The vibronic state dependent predissociation of H 2 S: determination of all fragmentation processes.

Photochemistry plays a significant role in shaping the chemical reaction network in the solar nebula and interstellar clouds. However, even in a simple triatomic molecule photodissociation, determination of all fragmentation processes is yet to be achieved. In this work, we present a comprehensive study of the photochemistry of H 2 S, derived from cutting-edge translational spectroscopy measurements of the H, S( 1 D) and S( 1 S) atom products formed by photolysis at wavelengths across the range 155-120 nm. The results provide detailed insights into the energy disposal in the SH( X ), SH( A ) and H 2 co-fragments, and the atomisation routes leading to two H atoms along with S( 3 P) and S( 1 D) atoms.

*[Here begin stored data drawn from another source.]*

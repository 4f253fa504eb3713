//! Application context - notifications, loading flags, transaction history
//! and user preferences.
//!
//! Created once at startup and handed to command handlers. The pool analyzer
//! and eligibility checks never see it.

use serde::{Deserialize, Serialize};
use std::collections::HashMap;

use crate::shared::config::StakingPreferences;
use crate::shared::utils::{generate_id, unix_now_millis};

pub const DEFAULT_NOTIFICATION_MS: u64 = 5_000;
pub const ERROR_TTL_MS: u64 = 10_000;
pub const MAX_TRANSACTIONS: usize = 100;

#[derive(Debug, Clone, Copy, PartialEq, Eq, Serialize, Deserialize)]
#[serde(rename_all = "lowercase")]
pub enum NotificationKind {
    Success,
    Error,
    Warning,
    Info,
}

#[derive(Debug, Clone, PartialEq, Serialize, Deserialize)]
pub struct Notification {
    pub id: String,
    pub kind: NotificationKind,
    pub title: String,
    pub message: String,
    /// Zero keeps the notification until removed
    pub duration_ms: u64,
    pub timestamp_ms: u64,
}

impl Notification {
    pub fn is_expired_at(&self, now_ms: u64) -> bool {
        self.duration_ms != 0 && now_ms >= self.timestamp_ms.saturating_add(self.duration_ms)
    }
}

#[derive(Debug, Clone, Copy, PartialEq, Eq, Hash, Serialize, Deserialize)]
#[serde(rename_all = "snake_case")]
pub enum TxKind {
    Stake,
    Unstake,
    Claim,
    Approve,
    AddPool,
}

#[derive(Debug, Clone, Copy, PartialEq, Eq, Serialize, Deserialize)]
#[serde(rename_all = "lowercase")]
pub enum TxStatus {
    Pending,
    Success,
    Failed,
}

#[derive(Debug, Clone, PartialEq, Serialize, Deserialize)]
pub struct TransactionRecord {
    pub hash: String,
    pub kind: TxKind,
    pub pool_id: Option<u64>,
    /// Human units as entered
    pub amount: String,
    pub status: TxStatus,
    pub timestamp_ms: u64,
    pub block_number: Option<u64>,
}

#[derive(Debug, Clone, Copy, PartialEq, Eq, Hash)]
pub enum LoadingKey {
    Global,
    Staking,
    Claiming,
    Connecting,
}

#[derive(Debug, Clone, Default, PartialEq, Eq, Serialize, Deserialize)]
pub struct LoadingFlags {
    pub global: bool,
    pub staking: bool,
    pub claiming: bool,
    pub connecting: bool,
}

#[derive(Debug, Clone)]
struct ErrorEntry {
    message: String,
    set_at_ms: u64,
}

pub struct AppContext {
    notifications: Vec<Notification>,
    error: Option<ErrorEntry>,
    loading: LoadingFlags,
    transactions: Vec<TransactionRecord>,
    recent_activity: HashMap<TxKind, TransactionRecord>,
    preferences: StakingPreferences,
    initial_preferences: StakingPreferences,
    stake_amount: String,
    best_pool_id: Option<u64>,
    quick_stake_amounts: Vec<u64>,
}

impl AppContext {
    pub fn new(preferences: StakingPreferences) -> Self {
        Self {
            notifications: Vec::new(),
            error: None,
            loading: LoadingFlags::default(),
            transactions: Vec::new(),
            recent_activity: HashMap::new(),
            initial_preferences: preferences.clone(),
            preferences,
            stake_amount: String::new(),
            best_pool_id: None,
            quick_stake_amounts: vec![100, 500, 1000, 5000],
        }
    }

    // notifications

    pub fn add_notification(
        &mut self,
        kind: NotificationKind,
        title: impl Into<String>,
        message: impl Into<String>,
        duration_ms: Option<u64>,
    ) -> String {
        let id = generate_id();
        self.notifications.push(Notification {
            id: id.clone(),
            kind,
            title: title.into(),
            message: message.into(),
            duration_ms: duration_ms.unwrap_or(DEFAULT_NOTIFICATION_MS),
            timestamp_ms: unix_now_millis(),
        });
        id
    }

    pub fn notify(
        &mut self,
        kind: NotificationKind,
        title: impl Into<String>,
        message: impl Into<String>,
    ) -> String {
        self.add_notification(kind, title, message, None)
    }

    pub fn remove_notification(&mut self, id: &str) {
        self.notifications.retain(|n| n.id != id);
    }

    pub fn clear_notifications(&mut self) {
        self.notifications.clear();
    }

    pub fn prune_expired_at(&mut self, now_ms: u64) {
        self.notifications.retain(|n| !n.is_expired_at(now_ms));
        if let Some(entry) = &self.error {
            if now_ms >= entry.set_at_ms.saturating_add(ERROR_TTL_MS) {
                self.error = None;
            }
        }
    }

    pub fn notifications(&self) -> &[Notification] {
        &self.notifications
    }

    /// Hand all pending notifications to the caller
    pub fn drain_notifications(&mut self) -> Vec<Notification> {
        std::mem::take(&mut self.notifications)
    }

    // error

    pub fn set_error(&mut self, message: impl Into<String>) {
        self.error = Some(ErrorEntry {
            message: message.into(),
            set_at_ms: unix_now_millis(),
        });
    }

    /// Current error, `None` once its TTL has passed even before a prune
    pub fn error(&self) -> Option<&str> {
        self.error_at(unix_now_millis())
    }

    pub fn error_at(&self, now_ms: u64) -> Option<&str> {
        self.error
            .as_ref()
            .filter(|e| now_ms < e.set_at_ms.saturating_add(ERROR_TTL_MS))
            .map(|e| e.message.as_str())
    }

    pub fn clear_error(&mut self) {
        self.error = None;
    }

    // loading

    pub fn set_loading(&mut self, key: LoadingKey, value: bool) {
        match key {
            LoadingKey::Global => self.loading.global = value,
            LoadingKey::Staking => self.loading.staking = value,
            LoadingKey::Claiming => self.loading.claiming = value,
            LoadingKey::Connecting => self.loading.connecting = value,
        }
    }

    pub fn loading(&self) -> &LoadingFlags {
        &self.loading
    }

    // transactions

    /// Newest first, capped at `MAX_TRANSACTIONS`
    pub fn add_transaction(&mut self, record: TransactionRecord) {
        self.recent_activity.insert(record.kind, record.clone());
        self.transactions.insert(0, record);
        self.transactions.truncate(MAX_TRANSACTIONS);
    }

    pub fn update_transaction(
        &mut self,
        hash: &str,
        status: TxStatus,
        block_number: Option<u64>,
    ) -> bool {
        match self.transactions.iter_mut().find(|tx| tx.hash == hash) {
            Some(tx) => {
                tx.status = status;
                if block_number.is_some() {
                    tx.block_number = block_number;
                }
                true
            }
            None => false,
        }
    }

    pub fn remove_transaction(&mut self, hash: &str) {
        self.transactions.retain(|tx| tx.hash != hash);
    }

    pub fn clear_transactions(&mut self) {
        self.transactions.clear();
    }

    pub fn transactions(&self) -> &[TransactionRecord] {
        &self.transactions
    }

    pub fn recent_activity(&self, kind: TxKind) -> Option<&TransactionRecord> {
        self.recent_activity.get(&kind)
    }

    // preferences

    pub fn preferences(&self) -> &StakingPreferences {
        &self.preferences
    }

    pub fn update_preferences(&mut self, update: impl FnOnce(&mut StakingPreferences)) {
        update(&mut self.preferences);
    }

    pub fn reset_preferences(&mut self) {
        self.preferences = self.initial_preferences.clone();
    }

    // form state

    pub fn set_stake_amount(&mut self, amount: impl Into<String>) {
        self.stake_amount = amount.into();
    }

    pub fn stake_amount(&self) -> &str {
        &self.stake_amount
    }

    pub fn clear_stake_amount(&mut self) {
        self.stake_amount.clear();
    }

    pub fn set_best_pool_id(&mut self, pool_id: Option<u64>) {
        self.best_pool_id = pool_id;
    }

    pub fn best_pool_id(&self) -> Option<u64> {
        self.best_pool_id
    }

    pub fn quick_stake_amounts(&self) -> &[u64] {
        &self.quick_stake_amounts
    }

    pub fn add_quick_stake_amount(&mut self, amount: u64) {
        self.quick_stake_amounts.push(amount);
        self.quick_stake_amounts.sort_unstable();
    }

    pub fn remove_quick_stake_amount(&mut self, amount: u64) {
        self.quick_stake_amounts.retain(|a| *a != amount);
    }
}

#[cfg(test)]
mod tests {
    use super::*;

    fn record(hash: &str, kind: TxKind) -> TransactionRecord {
        TransactionRecord {
            hash: hash.to_string(),
            kind,
            pool_id: Some(0),
            amount: "1".to_string(),
            status: TxStatus::Pending,
            timestamp_ms: 0,
            block_number: None,
        }
    }

    #[test]
    fn test_notification_expiry() {
        let mut ctx = AppContext::new(StakingPreferences::default());
        ctx.add_notification(NotificationKind::Info, "short", "", Some(1_000));
        ctx.add_notification(NotificationKind::Error, "sticky", "", Some(0));
        let id = ctx.notify(NotificationKind::Success, "default", "");
        assert_eq!(ctx.notifications().len(), 3);

        let added = ctx.notifications()[0].timestamp_ms;
        ctx.prune_expired_at(added + 1_000);
        let titles: Vec<&str> = ctx.notifications().iter().map(|n| n.title.as_str()).collect();
        assert_eq!(titles, vec!["sticky", "default"]);

        ctx.remove_notification(&id);
        assert_eq!(ctx.notifications().len(), 1);
        ctx.prune_expired_at(u64::MAX);
        assert_eq!(ctx.notifications().len(), 1);
    }

    #[test]
    fn test_error_auto_clears() {
        let mut ctx = AppContext::new(StakingPreferences::default());
        ctx.set_error("rpc down");
        assert_eq!(ctx.error(), Some("rpc down"));
        let now = unix_now_millis();
        ctx.prune_expired_at(now + ERROR_TTL_MS + 1);
        assert!(ctx.error().is_none());
    }

    #[test]
    fn test_expired_error_is_hidden_without_prune() {
        let mut ctx = AppContext::new(StakingPreferences::default());
        let now = unix_now_millis();
        ctx.set_error("rpc down");
        assert_eq!(ctx.error_at(now), Some("rpc down"));
        assert!(ctx.error_at(now + 2 * ERROR_TTL_MS).is_none());
    }

    #[test]
    fn test_transaction_history_is_capped_newest_first() {
        let mut ctx = AppContext::new(StakingPreferences::default());
        for i in 0..(MAX_TRANSACTIONS + 5) {
            ctx.add_transaction(record(&format!("0x{:x}", i), TxKind::Stake));
        }
        assert_eq!(ctx.transactions().len(), MAX_TRANSACTIONS);
        assert_eq!(ctx.transactions()[0].hash, format!("0x{:x}", MAX_TRANSACTIONS + 4));
        assert_eq!(
            ctx.recent_activity(TxKind::Stake).map(|t| t.hash.clone()),
            Some(format!("0x{:x}", MAX_TRANSACTIONS + 4))
        );
        assert!(ctx.recent_activity(TxKind::Claim).is_none());
    }

    #[test]
    fn test_update_transaction() {
        let mut ctx = AppContext::new(StakingPreferences::default());
        ctx.add_transaction(record("0x1", TxKind::Claim));
        assert!(ctx.update_transaction("0x1", TxStatus::Success, Some(42)));
        assert!(!ctx.update_transaction("0x2", TxStatus::Failed, None));
        assert_eq!(ctx.transactions()[0].status, TxStatus::Success);
        assert_eq!(ctx.transactions()[0].block_number, Some(42));
        ctx.remove_transaction("0x1");
        assert!(ctx.transactions().is_empty());
    }

    #[test]
    fn test_preferences_and_quick_amounts() {
        let mut ctx = AppContext::new(StakingPreferences::default());
        ctx.update_preferences(|p| p.auto_approve = true);
        assert!(ctx.preferences().auto_approve);
        ctx.reset_preferences();
        assert!(!ctx.preferences().auto_approve);

        ctx.add_quick_stake_amount(250);
        assert_eq!(ctx.quick_stake_amounts(), &[100, 250, 500, 1000, 5000]);
        ctx.remove_quick_stake_amount(100);
        assert_eq!(ctx.quick_stake_amounts(), &[250, 500, 1000, 5000]);
    }

    #[test]
    fn test_loading_flags() {
        let mut ctx = AppContext::new(StakingPreferences::default());
        ctx.set_loading(LoadingKey::Claiming, true);
        assert!(ctx.loading().claiming);
        assert!(!ctx.loading().staking);
        ctx.set_loading(LoadingKey::Claiming, false);
        assert_eq!(ctx.loading(), &LoadingFlags::default());
    }
}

Theoretical calculations allow the dynamics of all fragmentation processes, especially the bimodal internal energy distributions in the diatomic products, to be rationalised in terms of non-adiabatic transitions between potential energy surfaces of both 1 A' and 1 A'' symmetry. The comprehensive picture of the wavelength-dependent (or vibronic state-dependent) photofragmentation behaviour of H 2 S will serve as a text-book example illustrating the importance of non-Born-Oppenheimer effects in molecular photochemistry, and the findings should be incorporated in future astrochemical modelling.